それが一番嬉しくて、ハルは乙女の夢を口に出すのです。

「抱きしめてください。」

そうすると、彼は素直に頷いて抱きしめてくれるのです。優しく、壊れ物に触れるように、でもそれでいて力強く。

「キスしてください。」

そうすると唇に吸い付いて舌でべろりとハルの唇を舐める。

「すきって言ってください。」

「好き。」

鸚鵡返しのように聞こえますが、それでもその一言に含まれた愛情は日々感じているので疑う余地も無く、ただハルは幸せになるのでした。

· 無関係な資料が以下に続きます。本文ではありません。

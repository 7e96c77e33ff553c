use axum::{
    Router,
    body::Body,
    http::{Request, StatusCode},
};
use axum_cart_api::{config::AppConfig, routes::create_app, state::AppState, store::ValidationMode};
use http_body_util::BodyExt;
use serde_json::{Value, json};
use tempfile::{TempDir, tempdir};
use tower::ServiceExt;

fn app_with(config: AppConfig) -> Router {
    create_app(AppState::new(&config))
}

fn test_app() -> (TempDir, Router) {
    let data = tempdir().expect("temp dir");
    let app = app_with(AppConfig::for_data_dir(data.path()));
    (data, app)
}

async fn send(app: &Router, method: &str, uri: &str, body: Option<Value>) -> (StatusCode, Value) {
    let mut builder = Request::builder().method(method).uri(uri);
    let body = match body {
        Some(json) => {
            builder = builder.header("content-type", "application/json");
            Body::from(json.to_string())
        }
        None => Body::empty(),
    };
    let response = app
        .clone()
        .oneshot(builder.body(body).expect("valid request"))
        .await
        .expect("router is infallible");

    let status = response.status();
    let bytes = response
        .into_body()
        .collect()
        .await
        .expect("read body")
        .to_bytes();
    let value = if bytes.is_empty() {
        Value::Null
    } else {
        serde_json::from_slice(&bytes).expect("json body")
    };
    (status, value)
}

fn id_of(value: &Value) -> String {
    value
        .get("id")
        .and_then(Value::as_str)
        .expect("id present")
        .to_string()
}

// Create a product, fill a cart with it, then delete the product: the cart keeps the dangling id.
#[tokio::test]
async fn product_and_cart_scenario() {
    let (_data, app) = test_app();

    let (status, product) = send(
        &app,
        "POST",
        "/api/products",
        Some(json!({"title": "Widget", "price": 10, "stock": 5, "code": "W1", "category": "tools"})),
    )
    .await;
    assert_eq!(status, StatusCode::CREATED);
    assert_eq!(product["status"], json!(true));
    assert_eq!(product["thumbnails"], json!([]));
    assert_eq!(product["title"], json!("Widget"));
    assert_eq!(product["price"], json!(10));
    let product_id = id_of(&product);

    let (status, cart) = send(&app, "POST", "/api/carts", None).await;
    assert_eq!(status, StatusCode::CREATED);
    assert_eq!(cart["products"], json!([]));
    let cart_id = id_of(&cart);

    let add_uri = format!("/api/carts/{cart_id}/product/{product_id}");
    let (status, _) = send(&app, "POST", &add_uri, None).await;
    assert_eq!(status, StatusCode::OK);
    let (status, cart) = send(&app, "POST", &add_uri, None).await;
    assert_eq!(status, StatusCode::OK);
    assert_eq!(
        cart["products"],
        json!([{"product": product_id, "quantity": 2}])
    );

    let (status, body) = send(&app, "DELETE", &format!("/api/products/{product_id}"), None).await;
    assert_eq!(status, StatusCode::NO_CONTENT);
    assert_eq!(body, Value::Null);

    let (status, body) = send(&app, "GET", &format!("/api/products/{product_id}"), None).await;
    assert_eq!(status, StatusCode::NOT_FOUND);
    assert_eq!(body["error"], json!("Product not found"));

    let (status, lines) = send(&app, "GET", &format!("/api/carts/{cart_id}"), None).await;
    assert_eq!(status, StatusCode::OK);
    assert_eq!(lines, json!([{"product": product_id, "quantity": 2}]));
}

#[tokio::test]
async fn list_products_honours_limit() {
    let (_data, app) = test_app();
    for title in ["a", "b", "c", "d", "e"] {
        let (status, _) = send(&app, "POST", "/api/products", Some(json!({"title": title}))).await;
        assert_eq!(status, StatusCode::CREATED);
    }

    let (status, limited) = send(&app, "GET", "/api/products?limit=2", None).await;
    assert_eq!(status, StatusCode::OK);
    let titles: Vec<_> = limited
        .as_array()
        .expect("array body")
        .iter()
        .map(|p| p["title"].clone())
        .collect();
    assert_eq!(titles, vec![json!("a"), json!("b")]);

    let (_, all) = send(&app, "GET", "/api/products", None).await;
    assert_eq!(all.as_array().map(Vec::len), Some(5));

    let (status, empty_limit) = send(&app, "GET", "/api/products?limit=", None).await;
    assert_eq!(status, StatusCode::OK);
    assert_eq!(empty_limit, all);

    let (status, body) = send(&app, "GET", "/api/products?limit=lots", None).await;
    assert_eq!(status, StatusCode::BAD_REQUEST);
    assert!(body["error"].is_string());
}

#[tokio::test]
async fn update_product_replaces_fields() {
    let (_data, app) = test_app();
    let (_, product) = send(
        &app,
        "POST",
        "/api/products",
        Some(json!({"title": "Widget", "price": 10, "thumbnails": ["/a.png"]})),
    )
    .await;
    let product_id = id_of(&product);

    let (status, updated) = send(
        &app,
        "PUT",
        &format!("/api/products/{product_id}"),
        Some(json!({"title": "Widget v2", "price": 12.5, "stock": 3})),
    )
    .await;
    assert_eq!(status, StatusCode::OK);
    assert_eq!(updated["id"], json!(product_id));
    assert_eq!(updated["title"], json!("Widget v2"));
    assert_eq!(updated["price"], json!(12.5));
    assert_eq!(updated["thumbnails"], json!([]));
    assert_eq!(updated["status"], json!(true));

    let (status, body) = send(
        &app,
        "PUT",
        "/api/products/does-not-exist",
        Some(json!({"title": "x"})),
    )
    .await;
    assert_eq!(status, StatusCode::NOT_FOUND);
    assert_eq!(body["error"], json!("Product not found"));
}

#[tokio::test]
async fn delete_cart_returns_removed_cart() {
    let (_data, app) = test_app();
    let (_, cart) = send(&app, "POST", "/api/carts", None).await;
    let cart_id = id_of(&cart);
    send(&app, "POST", &format!("/api/carts/{cart_id}/product/p-1"), None).await;

    let (status, body) = send(&app, "DELETE", &format!("/api/carts/{cart_id}"), None).await;
    assert_eq!(status, StatusCode::OK);
    assert_eq!(body["message"], json!("Cart deleted"));
    assert_eq!(body["cart"]["id"], json!(cart_id));
    assert_eq!(
        body["cart"]["products"],
        json!([{"product": "p-1", "quantity": 1}])
    );

    let (status, body) = send(&app, "DELETE", &format!("/api/carts/{cart_id}"), None).await;
    assert_eq!(status, StatusCode::NOT_FOUND);
    assert_eq!(body["error"], json!("Cart not found"));

    let (status, _) = send(&app, "POST", &format!("/api/carts/{cart_id}/product/p-1"), None).await;
    assert_eq!(status, StatusCode::NOT_FOUND);
}

#[tokio::test]
async fn malformed_product_bodies_use_error_contract() {
    let (_data, app) = test_app();

    let (status, body) = send(&app, "POST", "/api/products", Some(json!({"price": "10"}))).await;
    assert_eq!(status, StatusCode::BAD_REQUEST);
    assert!(body["error"].is_string());

    let (status, body) = send(&app, "POST", "/api/products", None).await;
    assert_eq!(status, StatusCode::BAD_REQUEST);
    assert!(body["error"].is_string());

    let (_, product) = send(&app, "POST", "/api/products", Some(json!({"title": "Ok"}))).await;
    let (status, body) = send(
        &app,
        "PUT",
        &format!("/api/products/{}", id_of(&product)),
        Some(json!({"stock": "many"})),
    )
    .await;
    assert_eq!(status, StatusCode::BAD_REQUEST);
    assert!(body["error"].is_string());

    let (_, all) = send(&app, "GET", "/api/products", None).await;
    assert_eq!(all.as_array().map(Vec::len), Some(1));
}

#[tokio::test]
async fn strict_mode_rejects_incomplete_products() {
    let data = tempdir().expect("temp dir");
    let config = AppConfig {
        validation: ValidationMode::Strict,
        ..AppConfig::for_data_dir(data.path())
    };
    let app = app_with(config);

    let (status, body) = send(&app, "POST", "/api/products", Some(json!({"title": "Bare"}))).await;
    assert_eq!(status, StatusCode::BAD_REQUEST);
    assert!(
        body["error"]
            .as_str()
            .is_some_and(|msg| msg.contains("missing fields"))
    );

    let (_, all) = send(&app, "GET", "/api/products", None).await;
    assert_eq!(all, json!([]));
}

#[tokio::test]
async fn corrupt_store_file_is_a_server_error() {
    let (data, app) = test_app();
    std::fs::write(data.path().join("carts.json"), "not json at all").expect("write file");

    let (status, body) = send(&app, "POST", "/api/carts", None).await;
    assert_eq!(status, StatusCode::INTERNAL_SERVER_ERROR);
    assert_eq!(body["error"], json!("Internal Server Error"));
}

#[tokio::test]
async fn state_survives_a_new_app_instance() {
    let data = tempdir().expect("temp dir");
    let first = app_with(AppConfig::for_data_dir(data.path()));
    let (_, product) = send(&first, "POST", "/api/products", Some(json!({"title": "Kept"}))).await;
    let product_id = id_of(&product);

    let second = app_with(AppConfig::for_data_dir(data.path()));
    let (status, loaded) = send(&second, "GET", &format!("/api/products/{product_id}"), None).await;
    assert_eq!(status, StatusCode::OK);
    assert_eq!(loaded, product);
}

#[tokio::test]
async fn unknown_route_uses_fallback() {
    let (_data, app) = test_app();
    let (status, body) = send(&app, "GET", "/api/orders", None).await;
    assert_eq!(status, StatusCode::NOT_FOUND);
    assert_eq!(body["data"]["path"], json!("/api/orders"));
}
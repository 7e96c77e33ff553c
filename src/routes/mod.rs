use axum::{Json, Router, http::StatusCode, http::Uri, routing::get};

use crate::{response::ApiResponse, state::AppState};

pub mod carts;
pub mod doc;
pub mod health;
pub mod params;
pub mod products;

// Build the API router without binding state; it will be provided at the top level.
pub fn create_api_router() -> Router<AppState> {
    Router::new()
        .nest("/products", products::router())
        .nest("/carts", carts::router())
}

/// Full application router: health, `/api`, docs and the JSON fallback.
pub fn create_app(state: AppState) -> Router {
    Router::new()
        .route("/health", get(health::health_check))
        .nest("/api", create_api_router())
        .merge(doc::scalar_docs())
        .fallback(not_found)
        .with_state(state)
}

async fn not_found(uri: Uri) -> (StatusCode, Json<ApiResponse<serde_json::Value>>) {
    let body = ApiResponse::success("Not Found", serde_json::json!({ "path": uri.path() }));
    (StatusCode::NOT_FOUND, Json(body))
}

そして愛の囁きを要求しようとしたのですが、それは今はやめておきます。

好きと言った雲雀さんが、とても恥ずかしがっているからなのです。

抱きしめてくださいとまた命令したわけでもないのに、ハルを抱きしめて、肩に顔を埋めているのできっと恥ずかしがっているんです。

けど、折角の女の子の理想をかなえてくれる日なので、ハルは心を鬼にして、彼よりも自分を優先するのでした。

「えっと・・・手の甲にキスしてください。」

王子様がお姫様にするように、貴婦人ではないけれど、ただの一軒家のリビングだけれど。

もうその行動だけでロマンティックは止まりません。

「っ・・・な、舐めちゃだめです!」

指の間をぺろりと舐められて、命令をしていない事をするのはご法度だと説明したのに!と心の中で叫び。口に出そうとしたのですが。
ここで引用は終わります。